WORK TO COMPLETE: Where a line below holds the string "input", that line goes into the answer.
EXTRACTED ENTRIES: Begin
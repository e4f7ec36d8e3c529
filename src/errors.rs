/*!
 * Error types for the bilinguo application.
 *
 * Each component owns an error enum built with thiserror. Per-item failures
 * (a malformed import record, one word the provider could not translate) are
 * absorbed into summaries by the importer and translator; the variants here
 * describe failures that abort a single call.
 */

use std::time::Duration;

use thiserror::Error;

/// Errors raised by the word store
#[derive(Error, Debug)]
pub enum StoreError {
    /// The word is empty once normalized
    #[error("Invalid word: {0:?}")]
    InvalidWord(String),

    /// The operation referenced a word that is not in the store
    #[error("Word not found: {0}")]
    NotFound(String),

    /// A batch could not be applied to every listed word; nothing was committed
    #[error("Conflict: expected to update {expected} entries, {changed} were eligible")]
    Conflict {
        /// Number of words the caller asked for
        expected: usize,
        /// Number of words that could have been updated
        changed: usize,
    },

    /// The storage write or read failed; nothing from the call was committed
    #[error("Persistence failure: {0}")]
    Persistence(String),
}

impl StoreError {
    /// Wrap any infrastructure error as a persistence failure
    pub fn persistence(error: impl std::fmt::Display) -> Self {
        Self::Persistence(error.to_string())
    }
}

impl From<rusqlite::Error> for StoreError {
    fn from(error: rusqlite::Error) -> Self {
        Self::persistence(error)
    }
}

impl From<anyhow::Error> for StoreError {
    fn from(error: anyhow::Error) -> Self {
        // Keep typed store errors raised inside a database closure
        match error.downcast::<StoreError>() {
            Ok(store_error) => store_error,
            Err(other) => Self::Persistence(format!("{:#}", other)),
        }
    }
}

/// Errors returned by a translation provider for a single lookup
#[derive(Error, Debug, Clone, PartialEq)]
pub enum ProviderError {
    /// The provider could not be reached or answered with a server error
    #[error("Provider unavailable: {0}")]
    Unavailable(String),

    /// The request did not complete in time
    #[error("Request timed out: {0}")]
    Timeout(String),

    /// The provider refused the request because of its quota
    #[error("Rate limit exceeded: {message}")]
    RateLimited {
        /// Message reported by the provider
        message: String,
        /// Wait suggested by the provider, if any
        retry_after_secs: Option<u64>,
    },

    /// The provider rejected the request itself
    #[error("Invalid request: {0}")]
    InvalidRequest(String),

    /// The response could not be understood
    #[error("Failed to parse provider response: {0}")]
    ParseError(String),
}

impl ProviderError {
    /// Whether retrying the same request may succeed
    pub fn is_transient(&self) -> bool {
        matches!(
            self,
            Self::Unavailable(_) | Self::Timeout(_) | Self::RateLimited { .. }
        )
    }

    /// Retry-after hint carried by a rate-limit failure
    pub fn retry_after(&self) -> Option<Duration> {
        match self {
            Self::RateLimited { retry_after_secs, .. } => retry_after_secs.map(Duration::from_secs),
            _ => None,
        }
    }
}

/// Errors that can occur while translating one word
#[derive(Error, Debug, Clone, PartialEq)]
pub enum TranslationError {
    /// The provider had no answer; the word stays untranslated
    #[error("No translation found for '{0}'")]
    NoTranslationFound(String),

    /// The word is empty once normalized
    #[error("Invalid word: {0:?}")]
    InvalidWord(String),

    /// Unsupported or malformed language code
    #[error("Invalid language code: {0}")]
    InvalidLanguage(String),

    /// Provider failure, surfaced after the retry policy gave up
    #[error("Provider error: {0}")]
    Provider(#[from] ProviderError),
}

impl TranslationError {
    /// Whether this outcome is a transient provider failure
    pub fn is_transient(&self) -> bool {
        matches!(self, Self::Provider(e) if e.is_transient())
    }
}

/// Errors that abort a whole import
#[derive(Error, Debug)]
pub enum ImportError {
    /// The input does not have the expected shape at the top level
    #[error("Invalid import format: {0}")]
    InvalidFormat(String),

    /// The input file could not be read
    #[error("File error: {0}")]
    File(String),

    /// The batch write failed; nothing was imported
    #[error("Store error: {0}")]
    Store(#[from] StoreError),
}

/// Errors that abort an export
#[derive(Error, Debug)]
pub enum ExportError {
    /// Reading candidates or marking them failed
    #[error("Store error: {0}")]
    Store(#[from] StoreError),

    /// Serializing the artifact failed
    #[error("Serialization error: {0}")]
    Serialization(String),

    /// Writing the artifact file failed
    #[error("File error: {0}")]
    File(String),
}

impl From<csv::Error> for ExportError {
    fn from(error: csv::Error) -> Self {
        Self::Serialization(error.to_string())
    }
}

/// Main application error type that wraps all other errors
#[derive(Error, Debug)]
pub enum AppError {
    /// Error from a file operation
    #[error("File error: {0}")]
    File(String),

    /// Error from the word store
    #[error("Store error: {0}")]
    Store(#[from] StoreError),

    /// Error from translation
    #[error("Translation error: {0}")]
    Translation(#[from] TranslationError),

    /// Error from an import
    #[error("Import error: {0}")]
    Import(#[from] ImportError),

    /// Error from an export
    #[error("Export error: {0}")]
    Export(#[from] ExportError),

    /// Any other error
    #[error("Unknown error: {0}")]
    Unknown(String),
}

impl AppError {
    /// Whether the failure risks data loss and must be shown to the user right away
    pub fn is_persistence_failure(&self) -> bool {
        matches!(
            self,
            Self::Store(StoreError::Persistence(_))
                | Self::Import(ImportError::Store(StoreError::Persistence(_)))
                | Self::Export(ExportError::Store(StoreError::Persistence(_)))
        )
    }
}

impl From<anyhow::Error> for AppError {
    fn from(error: anyhow::Error) -> Self {
        Self::Unknown(error.to_string())
    }
}

impl From<std::io::Error> for AppError {
    fn from(error: std::io::Error) -> Self {
        Self::File(error.to_string())
    }
}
EXTRACTED ENTRIES: End
RESPONSE:
    /// The input does not have the expected shape at the top level
    /// The input file could not be read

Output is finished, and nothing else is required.